Graphcuts for Python: pygco (slight update)
I have been using the excellent gco library for energy minimization with graph cuts for quite some time. Finally I got around to clean up / rewrite some of my Python wrappers so that maybe someone else can use them, too.
So what does this library do?
It does discrete energy minimization on loopy graphs. This is an important topic in computer vision, since it can be used for segmentation, stereo vision and optical flows. When you read "CRF" in a computer vision paper and there is no learning involved, it just means they minimized an energy function (probably using gco). Often this is just some form of "smoothing" but a lot more can be done with it.
Let's talk about pairwise energy functions. These functions take the form
E = \sum v_i(y_i) + \sum w_ij(y_i, w_j)
with v_i and w_ij are some fixed parameters and y_i are the multinomial variables over which we want to minimize this energy. Typically the i run over all pixels in an image, and w_ij is only nonzero for adjacent pixels.
In general, think of v and w as tables (of size n_labels or n_labels x n_labels) for each node resp. edge in the graph. In simple models, these are the same tables for all nodes / edges, in more complicated ones they vary.
In general this is NP hard, but there are many interesting cases, in which this problem can (somewhat surprisingly) be solved efficiently and exactly.
If y_i are binary and the energy is submodular, the exact solution can be found efficiently.
If the y_i are not binary, but the energy fulfills a related property, it is possible to efficiently find good, if not optimal, solutions. See the seminal paper of Yuri Boykov, Olga Veksler and Ramin Zabih Fast approximate energy minimisation via graph cuts.
This is where gco comes in: it implements two move-making algorithms, alpha-expansion and alpha-beta-swaps, that solve a series of binary problems to obtain a solution to a multi-label problem.
Going back to the applications I mentioned above, these labels could be different depths in stereo vision, different directions of movements in optical flow, or different object classes in semantic segmentation.
There are several ways to specify the energy for gco and I don't want to go into to much detail here. Have a look at the README if you are interested.
For the moment, I have ported two ways to Python (but the rest should come soon). One is for general graphs, specified by listing all edges, the other one is for 2D grid graphs (images).
In all cases, the unary potentials (the v_i above) are just given as one number for each vertex (pixel in the grid graph case) and state.
In the simple case that I wrapped for Python, the pairwise potentials (the w_ij)

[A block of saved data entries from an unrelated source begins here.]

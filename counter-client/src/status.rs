// Copyright (c) Zefchain Labs, Inc.
// SPDX-License-Identifier: Apache-2.0

use std::fmt;

use counter_ethereum::contract::WriteOperation;
use serde::Serialize;

/// Where a session is in its lifecycle.
///
/// `Uninitialized → Connecting → Ready | ConnectionFailed`, then
/// `Ready → OperationPending → Ready` for every write. `ConnectionFailed` is final.
#[derive(Clone, Copy, Debug, PartialEq, Eq, Serialize)]
pub enum Phase {
    Uninitialized,
    Connecting,
    Ready,
    OperationPending(WriteOperation),
    ConnectionFailed,
}

/// The message shown to the user. Each transition replaces the previous one.
#[derive(Clone, Debug, Default, PartialEq, Eq)]
pub enum Status {
    #[default]
    Idle,
    InstallWallet,
    Connecting,
    Loaded,
    ConnectionFailed,
    AwaitingApproval,
    PendingConfirmation,
    Succeeded(WriteOperation),
    /// A write failed. The reason is the one carried by the failure, if any.
    Failed { reason: Option<String> },
}

impl Status {
    pub fn is_empty(&self) -> bool {
        matches!(self, Status::Idle)
    }
}

impl fmt::Display for Status {
    fn fmt(&self, f: &mut fmt::Formatter<'_>) -> fmt::Result {
        match self {
            Status::Idle => Ok(()),
            Status::InstallWallet => write!(f, "No wallet provider found. Please install MetaMask."),
            Status::Connecting => {
                write!(f, "Connecting the wallet and loading the contract state...")
            }
            Status::Loaded => write!(f, "Loaded."),
            Status::ConnectionFailed => write!(
                f,
                "Failed to connect the wallet or load the contract. \
                 (Check the address, ABI and network.)"
            ),
            Status::AwaitingApproval => write!(f, "Waiting for transaction approval..."),
            Status::PendingConfirmation => {
                write!(f, "Processing transaction... (waiting for block confirmation)")
            }
            Status::Succeeded(WriteOperation::Increment) => write!(f, "Counter incremented!"),
            Status::Succeeded(WriteOperation::Decrement) => write!(f, "Counter decremented!"),
            Status::Succeeded(WriteOperation::Reset) => write!(f, "Counter reset!"),
            Status::Failed {
                reason: Some(reason),
            } => write!(f, "{reason}"),
            Status::Failed { reason: None } => write!(f, "The transaction failed."),
        }
    }
}

impl Serialize for Status {
    fn serialize<S: serde::Serializer>(&self, serializer: S) -> Result<S::Ok, S::Error> {
        serializer.collect_str(self)
    }
}
// Copyright (c) Zefchain Labs, Inc.
// SPDX-License-Identifier: Apache-2.0

use std::sync::{Arc, Mutex};

use alloy_primitives::{Address, U256};
use counter_ethereum::{
    client::WalletProvider,
    common::WalletError,
    contract::{CounterContract, WriteOperation},
};
use futures::channel::mpsc;
use tracing::{debug, error, info, instrument, warn};

use crate::{
    config::SessionConfig,
    error::SessionError,
    status::{Phase, Status},
    view::ViewState,
};

/// The result of a write requested through a [`Session`].
#[derive(Debug)]
pub enum Outcome {
    /// Nothing was sent: the session is not connected, or another write is pending.
    Skipped,
    /// The transaction was mined and the counter read again.
    Confirmed { counter: U256 },
    /// The transaction was rejected, reverted or could not be sent.
    Failed(WalletError),
}

struct SessionState<W> {
    phase: Phase,
    status: Status,
    account: Option<Address>,
    owner: Option<Address>,
    counter: U256,
    contract: Option<CounterContract<W>>,
}

impl<W> SessionState<W> {
    fn view(&self) -> ViewState {
        let is_owner = self.account.is_some() && self.account == self.owner;
        let busy = matches!(self.phase, Phase::OperationPending(_));
        let connected = self.contract.is_some();
        let writable = connected && !busy;
        ViewState {
            counter: self.counter,
            account: self.account,
            owner: self.owner,
            is_owner,
            status: self.status.clone(),
            busy,
            connected,
            can_increment: writable,
            can_decrement: writable,
            can_reset: writable && is_owner,
        }
    }
}

/// The state of the page for one wallet provider and one contract.
///
/// A session is created on load and lives as long as the page. At most one write is in
/// flight at any time: requests made while a write is pending are ignored.
pub struct Session<W> {
    config: SessionConfig,
    provider: Option<Arc<W>>,
    state: Mutex<SessionState<W>>,
    subscribers: Mutex<Vec<mpsc::UnboundedSender<ViewState>>>,
}

impl<W> Session<W> {
    /// Creates a session for the contract in `config`. `provider` is `None` when no
    /// wallet is available.
    pub fn new(config: SessionConfig, provider: Option<W>) -> Self {
        let state = SessionState {
            phase: Phase::Uninitialized,
            status: Status::Idle,
            account: None,
            owner: None,
            counter: U256::ZERO,
            contract: None,
        };
        Self {
            config,
            provider: provider.map(Arc::new),
            state: Mutex::new(state),
            subscribers: Mutex::new(Vec::new()),
        }
    }

    pub fn config(&self) -> &SessionConfig {
        &self.config
    }

    pub fn phase(&self) -> Phase {
        self.state.lock().unwrap().phase
    }

    /// Returns a snapshot of what the page should display.
    pub fn view(&self) -> ViewState {
        self.state.lock().unwrap().view()
    }

    /// Returns a stream receiving the current view, then a new one after every
    /// transition.
    pub fn subscribe(&self) -> mpsc::UnboundedReceiver<ViewState> {
        let (sender, receiver) = mpsc::unbounded();
        let view = self.view();
        // The receiver is alive, so this cannot fail.
        let _ = sender.unbounded_send(view);
        self.subscribers.lock().unwrap().push(sender);
        receiver
    }

    /// Applies `change` to the state and publishes the new view. Nothing is published
    /// if `change` returns `None`.
    fn transition<T>(&self, change: impl FnOnce(&mut SessionState<W>) -> Option<T>) -> Option<T> {
        let (result, view) = {
            let mut state = self.state.lock().unwrap();
            let result = change(&mut state)?;
            (result, state.view())
        };
        self.subscribers
            .lock()
            .unwrap()
            .retain(|subscriber| subscriber.unbounded_send(view.clone()).is_ok());
        Some(result)
    }

    fn update(&self, change: impl FnOnce(&mut SessionState<W>)) {
        self.transition(|state| {
            change(state);
            Some(())
        });
    }
}

impl<W: WalletProvider> Session<W> {
    /// Authorizes an account with the wallet and loads the contract state.
    ///
    /// Only the first call does anything. Failures are final: the session stays in
    /// [`Phase::ConnectionFailed`] with every write disabled. Later calls succeed only
    /// if the contract was loaded, and fail with [`SessionError::NotConnected`]
    /// otherwise.
    #[instrument(skip(self), fields(contract = %self.config.contract_address))]
    pub async fn connect(&self) -> Result<(), SessionError> {
        let provider = self.provider.clone();
        let started = self.transition(|state| {
            if state.phase != Phase::Uninitialized {
                return None;
            }
            if provider.is_some() {
                state.phase = Phase::Connecting;
                state.status = Status::Connecting;
            } else {
                state.phase = Phase::ConnectionFailed;
                state.status = Status::InstallWallet;
            }
            Some(())
        });
        if started.is_none() {
            debug!("the session was already started");
            return match self.phase() {
                Phase::Ready | Phase::OperationPending(_) => Ok(()),
                _ => Err(SessionError::NotConnected),
            };
        }
        let Some(provider) = provider else {
            warn!("no wallet provider is available");
            return Err(SessionError::NoProvider);
        };

        match self.load(provider).await {
            Ok((contract, counter, owner)) => {
                info!(account = %contract.account(), %owner, %counter, "contract loaded");
                self.update(|state| {
                    state.account = Some(contract.account());
                    state.owner = Some(owner);
                    state.counter = counter;
                    state.contract = Some(contract);
                    state.phase = Phase::Ready;
                    state.status = Status::Loaded;
                });
                Ok(())
            }
            Err(error) => {
                error!(%error, "failed to connect the wallet or load the contract");
                self.update(|state| {
                    state.phase = Phase::ConnectionFailed;
                    state.status = Status::ConnectionFailed;
                });
                Err(error.into())
            }
        }
    }

    async fn load(
        &self,
        provider: Arc<W>,
    ) -> Result<(CounterContract<W>, U256, Address), WalletError> {
        let account = provider
            .request_accounts()
            .await?
            .into_iter()
            .next()
            .ok_or(WalletError::NoAccounts)?;
        if let Some(expected) = self.config.chain_id {
            let chain_id = provider.chain_id().await?;
            if chain_id != expected {
                warn!(chain_id, expected, "the wallet is connected to another chain");
            }
        }
        let contract = CounterContract::new(provider, self.config.contract_address, account);
        let (counter, owner) = futures::try_join!(contract.get_counter(), contract.owner())?;
        Ok((contract, counter, owner))
    }

    /// Reads the counter from the chain.
    pub async fn get_counter(&self) -> Result<U256, SessionError> {
        let contract = self
            .state
            .lock()
            .unwrap()
            .contract
            .clone()
            .ok_or(SessionError::NotConnected)?;
        Ok(contract.get_counter().await?)
    }

    pub async fn increment(&self) -> Outcome {
        self.execute(WriteOperation::Increment).await
    }

    pub async fn decrement(&self) -> Outcome {
        self.execute(WriteOperation::Decrement).await
    }

    /// Sends a reset even if the account is not the owner, in which case the contract
    /// reverts and its reason becomes the status.
    pub async fn reset(&self) -> Outcome {
        self.execute(WriteOperation::Reset).await
    }

    #[instrument(skip(self))]
    async fn execute(&self, operation: WriteOperation) -> Outcome {
        let contract = self.transition(|state| {
            if state.phase != Phase::Ready {
                return None;
            }
            let contract = state.contract.clone()?;
            state.phase = Phase::OperationPending(operation);
            state.status = Status::AwaitingApproval;
            Some(contract)
        });
        let Some(contract) = contract else {
            debug!("ignoring {operation}: not connected or another write is pending");
            return Outcome::Skipped;
        };

        match self.send_and_confirm(&contract, operation).await {
            Ok(counter) => {
                info!(%counter, "{operation} confirmed");
                self.update(|state| {
                    state.counter = counter;
                    state.phase = Phase::Ready;
                    state.status = Status::Succeeded(operation);
                });
                Outcome::Confirmed { counter }
            }
            Err(error) => {
                error!(%error, "{operation} failed");
                let reason = error.reason();
                self.update(|state| {
                    state.phase = Phase::Ready;
                    state.status = Status::Failed { reason };
                });
                Outcome::Failed(error)
            }
        }
    }

    async fn send_and_confirm(
        &self,
        contract: &CounterContract<W>,
        operation: WriteOperation,
    ) -> Result<U256, WalletError> {
        let tx_hash = contract.submit(operation).await?;
        info!(%tx_hash, "transaction submitted");
        self.update(|state| state.status = Status::PendingConfirmation);
        contract.confirm(tx_hash).await?;
        contract.get_counter().await
    }
}

#[cfg(test)]
#[path = "unit_tests/session_tests.rs"]
mod session_tests;
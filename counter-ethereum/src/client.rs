// Copyright (c) Zefchain Labs, Inc.
// SPDX-License-Identifier: Apache-2.0

use alloy_primitives::{Address, Bytes, TxHash};

use crate::common::WalletError;

/// The operations the counter session needs from a wallet provider.
///
/// In the browser this is the provider injected by the wallet extension, which may
/// prompt the user on `request_accounts` and `send_transaction`. Natively it is a
/// JSON-RPC endpoint paired with a local signer.
#[cfg_attr(not(web), trait_variant::make(Send))]
pub trait WalletProvider {
    /// Asks the wallet to authorize this page, returning the authorized accounts.
    async fn request_accounts(&self) -> Result<Vec<Address>, WalletError>;

    /// Returns the id of the chain the wallet is connected to.
    async fn chain_id(&self) -> Result<u64, WalletError>;

    /// Performs a read-only call of the contract at `to` with the given calldata.
    async fn call(&self, to: Address, input: Bytes) -> Result<Bytes, WalletError>;

    /// Signs and submits a transaction, returning its hash once the wallet has
    /// broadcast it.
    async fn send_transaction(
        &self,
        from: Address,
        to: Address,
        input: Bytes,
    ) -> Result<TxHash, WalletError>;

    /// Waits until the transaction is mined. Fails if its execution reverted.
    async fn wait_for_confirmation(&self, tx_hash: TxHash) -> Result<(), WalletError>;
}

are fixed over the whole graph and only depend on the combination of labels y_i and y_j.
This contains the case of the simple Pott's potential, where w_ij is one if y_i = y_j and zero otherwise.

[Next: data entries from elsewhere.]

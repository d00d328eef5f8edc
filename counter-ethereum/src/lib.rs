// Copyright (c) Zefchain Labs, Inc.
// SPDX-License-Identifier: Apache-2.0

//! This module provides access to the Counter contract through an Ethereum wallet.

pub mod client;
pub mod common;
pub mod contract;
#[cfg(not(target_arch = "wasm32"))]
pub mod provider;

/// Helper types for tests.
#[cfg(with_testing)]
pub mod test_utils;
//! Cooperative cancellation and wall-clock budgets for running samplers.

use std::sync::Arc;
use std::sync::atomic::{AtomicBool, Ordering};
use std::time::{Duration, Instant};

use super::InferenceError;

/// Shared flag that asks running chains to stop at the next iteration boundary.
#[derive(Debug, Clone, Default)]
pub struct CancellationToken(Arc<AtomicBool>);

impl CancellationToken {
    #[must_use]
    pub fn new() -> Self {
        Self::default()
    }

    pub fn cancel(&self) {
        self.0.store(true, Ordering::Relaxed);
    }

    #[must_use]
    pub fn is_cancelled(&self) -> bool {
        self.0.load(Ordering::Relaxed)
    }
}

/// Cancellation token plus an optional deadline, polled between sampler iterations.
#[derive(Debug, Clone, Default)]
pub struct SamplingControl {
    pub cancellation: CancellationToken,
    pub deadline: Option<Instant>,
}

impl SamplingControl {
    #[must_use]
    pub fn new() -> Self {
        Self::default()
    }

    #[must_use]
    pub fn with_cancellation(self, cancellation: CancellationToken) -> Self {
        Self {
            cancellation,
            ..self
        }
    }

    /// Impose a wall-clock budget measured from now.
    #[must_use]
    pub fn with_timeout(self, budget: Duration) -> Self {
        Self {
            deadline: Instant::now().checked_add(budget),
            ..self
        }
    }

    /// # Errors
    ///
    /// Returns `InferenceError::Cancelled` or `InferenceError::TimedOut` when the
    /// caller has asked sampling to stop.
    pub fn check(&self) -> Result<(), InferenceError> {
        if self.cancellation.is_cancelled() {
            return Err(InferenceError::Cancelled);
        }
        if let Some(deadline) = self.deadline
            && Instant::now() >= deadline
        {
            return Err(InferenceError::TimedOut);
        }
        Ok(())
    }
}
//! Pareto-smoothed importance sampling.
//!
//! The largest `M = ceil(min(0.2 S, 3 √S))` log ratios are replaced by expected
//! order statistics of a generalised Pareto distribution fitted to the tail
//! exceedances with the Zhang–Stephens empirical-Bayes estimator. Smoothed
//! weights are truncated at the largest raw weight and self-normalised.

use crate::utils::{log_sum_exp, usize_to_f64};

const MIN_TAIL_LENGTH: usize = 5;
const GRID_MIN_POINTS: usize = 30;
const SHAPE_PRIOR: f64 = 3.0;
const WIP_PRIOR_SIZE: f64 = 10.0;
const WIP_PRIOR_SHAPE: f64 = 0.5;

/// Smoothed, normalised log weights and the fitted tail shape.
#[derive(Debug, Clone, PartialEq)]
pub struct SmoothedWeights {
    /// Log weights summing (in probability space) to one.
    pub log_weights: Vec<f64>,
    pub pareto_k: f64,
}

/// Number of draws treated as the tail for `draws` importance ratios.
#[must_use]
pub fn tail_length(draws: usize) -> usize {
    let s = usize_to_f64(draws);
    let length = (0.2 * s).min(3.0 * s.sqrt()).ceil();
    num_traits::ToPrimitive::to_usize(&length).unwrap_or(0)
}

/// Pareto-smooth a vector of raw log importance ratios.
///
/// With fewer than five tail draws no fit is attempted and `pareto_k` is `+inf`.
/// A constant tail is left as is with `pareto_k = 0`.
#[must_use]
pub fn psis_smooth(log_ratios: &[f64]) -> SmoothedWeights {
    let draws = log_ratios.len();
    let max_ratio = log_ratios
        .iter()
        .copied()
        .fold(f64::NEG_INFINITY, f64::max);
    let mut log_weights = log_ratios
        .iter()
        .map(|ratio| ratio - max_ratio)
        .collect::<Vec<_>>();

    let tail = tail_length(draws);
    let mut pareto_k = f64::INFINITY;
    if tail >= MIN_TAIL_LENGTH && tail < draws {
        let mut order = (0..draws).collect::<Vec<_>>();
        order.sort_by(|a, b| log_weights[*a].total_cmp(&log_weights[*b]));
        let tail_ids = &order[draws - tail..];
        let cutoff = log_weights[order[draws - tail - 1]];
        let tail_values = tail_ids
            .iter()
            .map(|id| log_weights[*id])
            .collect::<Vec<_>>();

        let spread = tail_values[tail - 1] - tail_values[0];
        if spread.abs() < f64::EPSILON / 100.0 {
            pareto_k = 0.0;
        } else {
            let exp_cutoff = cutoff.exp();
            let exceedances = tail_values
                .iter()
                .map(|value| value.exp() - exp_cutoff)
                .collect::<Vec<_>>();
            let (k, sigma) = gpd_fit(&exceedances);
            pareto_k = k;
            if k.is_finite() {
                for (rank, id) in tail_ids.iter().enumerate() {
                    let p = (usize_to_f64(rank) + 0.5) / usize_to_f64(tail);
                    log_weights[*id] = (gpd_quantile(p, k, sigma) + exp_cutoff).ln();
                }
            }
        }
    }

    for weight in &mut log_weights {
        if *weight > 0.0 {
            *weight = 0.0;
        }
    }
    let normalizer = log_sum_exp(&log_weights);
    for weight in &mut log_weights {
        *weight -= normalizer;
    }

    SmoothedWeights {
        log_weights,
        pareto_k,
    }
}

/// Fit a generalised Pareto distribution to ascending, non-negative exceedances.
///
/// Returns `(k, sigma)` with the shape shrunk towards 0.5 by a weak prior worth
/// ten observations. `k` is `+inf` when the fit breaks down.
#[must_use]
pub fn gpd_fit(sorted_exceedances: &[f64]) -> (f64, f64) {
    let n = sorted_exceedances.len();
    if n == 0 {
        return (f64::INFINITY, f64::NAN);
    }
    let n_f64 = usize_to_f64(n);
    let grid_points = GRID_MIN_POINTS
        + num_traits::ToPrimitive::to_usize(&n_f64.sqrt().floor()).unwrap_or(0);
    let quartile_index = num_traits::ToPrimitive::to_usize(&(n_f64 / 4.0 + 0.5).floor())
        .unwrap_or(1)
        .clamp(1, n)
        - 1;
    let x_star = sorted_exceedances[quartile_index];
    let x_max = sorted_exceedances[n - 1];
    let grid_f64 = usize_to_f64(grid_points);

    let thetas = (1..=grid_points)
        .map(|j| {
            1.0 / x_max
                + (1.0 - (grid_f64 / (usize_to_f64(j) - 0.5)).sqrt()) / SHAPE_PRIOR / x_star
        })
        .collect::<Vec<_>>();
    let profile = thetas
        .iter()
        .map(|theta| n_f64 * profile_log_likelihood(*theta, sorted_exceedances))
        .collect::<Vec<_>>();
    let normalizer = log_sum_exp(&profile);
    let theta_hat = thetas
        .iter()
        .zip(&profile)
        .map(|(theta, log_lik)| theta * (log_lik - normalizer).exp())
        .sum::<f64>();

    let k = sorted_exceedances
        .iter()
        .map(|x| (-theta_hat * x).ln_1p())
        .sum::<f64>()
        / n_f64;
    let sigma = -k / theta_hat;
    let k = k.mul_add(n_f64, WIP_PRIOR_SIZE * WIP_PRIOR_SHAPE) / (n_f64 + WIP_PRIOR_SIZE);
    if k.is_nan() {
        (f64::INFINITY, sigma)
    } else {
        (k, sigma)
    }
}

/// Per-observation profile log likelihood of the GPD at `theta`.
fn profile_log_likelihood(theta: f64, exceedances: &[f64]) -> f64 {
    let k = exceedances
        .iter()
        .map(|x| (-theta * x).ln_1p())
        .sum::<f64>()
        / usize_to_f64(exceedances.len());
    (-theta / k).ln() - k - 1.0
}

/// GPD quantile function.
fn gpd_quantile(p: f64, k: f64, sigma: f64) -> f64 {
    if k.abs() < 1.0e-12 {
        return -sigma * (-p).ln_1p();
    }
    sigma * (-k * (-p).ln_1p()).exp_m1() / k
}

If you want to use the code, you need to download the original gco library and my wrappers. There is one thing you have to keep in mind when working with gco, though: all potentials are expected to be integers, so you need to round them!
Here are some examples (available at my git repo):
This is a trivial example of smoothing. We have a binary image, add some noise and want to recover the original image. The example contains a "grid graph" version and a version where I explicitly construct the edges.

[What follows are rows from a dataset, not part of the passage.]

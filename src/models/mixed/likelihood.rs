//! Gaussian likelihood and design-matrix helpers for the mixed model.

use faer::Mat;

use super::priors::log_normal_density;
use super::spec::{SpecError, Term};

/// Design matrix for `terms` over a covariate table (intercept columns are ones).
///
/// # Errors
///
/// Returns `SpecError::UnknownCovariate` if a term names a missing covariate.
pub fn design_matrix(
    terms: &[Term],
    covariates: &Mat<f64>,
    names: &[String],
) -> Result<Mat<f64>, SpecError> {
    let columns = terms
        .iter()
        .map(|term| match term {
            Term::Intercept => Ok(None),
            Term::Covariate(name) => names
                .iter()
                .position(|candidate| candidate == name)
                .map(Some)
                .ok_or_else(|| SpecError::UnknownCovariate { name: name.clone() }),
        })
        .collect::<Result<Vec<_>, _>>()?;

    Ok(Mat::from_fn(covariates.nrows(), terms.len(), |row, col| {
        columns[col].map_or(1.0, |source| covariates[(row, source)])
    }))
}

/// `matrix[row, ..] · coefficients`.
#[must_use]
pub fn row_dot(matrix: &Mat<f64>, row: usize, coefficients: &[f64]) -> f64 {
    coefficients
        .iter()
        .enumerate()
        .map(|(col, coefficient)| matrix[(row, col)] * coefficient)
        .sum()
}

/// Log likelihood of one observation.
#[must_use]
pub fn gaussian_log_likelihood(outcome: f64, mean: f64, sd: f64) -> f64 {
    if !(sd > 0.0 && sd.is_finite()) {
        return f64::NEG_INFINITY;
    }
    log_normal_density(outcome, mean, sd)
}

/// Stable `ln(1 - tanh(a)^2)`, the log-Jacobian of `rho = tanh(a)`.
#[must_use]
pub fn log_tanh_jacobian(a: f64) -> f64 {
    let magnitude = a.abs();
    2.0 * (std::f64::consts::LN_2 - magnitude - (-2.0 * magnitude).exp().ln_1p())
}

#[cfg(test)]
mod tests {
    use super::*;
    use approx::assert_relative_eq;

    #[test]
    fn design_matrix_places_intercept_and_named_columns() {
        let covariates = Mat::from_fn(3, 2, |row, col| (row * 10 + col) as f64);
        let names = vec!["a".to_string(), "b".to_string()];
        let design = design_matrix(&[Term::Intercept, Term::covariate("b")], &covariates, &names)
            .expect("design should build");
        assert_eq!(design.ncols(), 2);
        assert_relative_eq!(design[(2, 0)], 1.0);
        assert_relative_eq!(design[(2, 1)], 21.0);
        assert_relative_eq!(row_dot(&design, 1, &[2.0, 0.5]), 2.0 + 5.5);

        let missing = design_matrix(&[Term::covariate("c")], &covariates, &names);
        assert!(matches!(
            missing,
            Err(SpecError::UnknownCovariate { name }) if name == "c"
        ));
    }

    #[test]
    fn tanh_jacobian_is_stable_in_the_tails() {
        for a in [-3.0, -0.2, 0.0, 0.7, 4.0] {
            let rho: f64 = f64::tanh(a);
            assert_relative_eq!(log_tanh_jacobian(a), (1.0 - rho * rho).ln(), epsilon = 1e-10);
        }
        assert!(log_tanh_jacobian(400.0).is_finite());
    }

    #[test]
    fn gaussian_likelihood_rejects_degenerate_scale() {
        assert_eq!(gaussian_log_likelihood(1.0, 0.0, 0.0), f64::NEG_INFINITY);
        assert_relative_eq!(
            gaussian_log_likelihood(0.0, 0.0, 1.0),
            -0.5 * std::f64::consts::TAU.ln()
        );
    }
}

The same works with multinomial input. Here I used two different kind of pairwise potentials, the second from the right used Pott's potentials, while the one on the very right knows that blue-green and green-red edges are more likely than blue-red.
And finally, a not-as-trivial-looking example:
The first two images on the top are consecutive frames from a video sequence from the middlebury benchmark. This example tries to find depth layers in the image by using paralax.
The second image is translated in x direction and the best fit for each pixel is found. The image on the top right gives the best translation for each individual pixel. The bottom images show the results obtained with alpha-expansion and Pott's potentials (right) and a 1d topology (left).
This is not really how you would do stereo vision (the potentials I used are very naive) but I feel it is a nice example (about 10 lines in Python).
I hope some people find this helpful an there will be more computer vision code in Python soon :)
So what does this library do?
It does discrete energy minimization on loopy graphs. This is an important topic in computer vision, since it can be used for segmentation, stereo vision and optical flows. When you read "CRF" in a computer vision paper and there is no learning involved, it just means they minimized an energy function (probably using gco). Often this is just some form of "smoothing" but a lot more can be done with it.
Let's talk about pairwise energy functions. These functions take the form
E = \sum v_i(y_i) + \sum w_ij(y_i, w_j)
with v_i and w_ij are some fixed parameters and y_i are the multinomial variables over which we want to minimize this energy. Typically the i run over all pixels in an image, and w_ij is only nonzero for adjacent pixels.
In general, think of v and w as tables (of size n_labels or n_labels x n_labels) for each node resp. edge in the graph. In simple models, these are the same tables for all nodes / edges, in more complicated ones they vary.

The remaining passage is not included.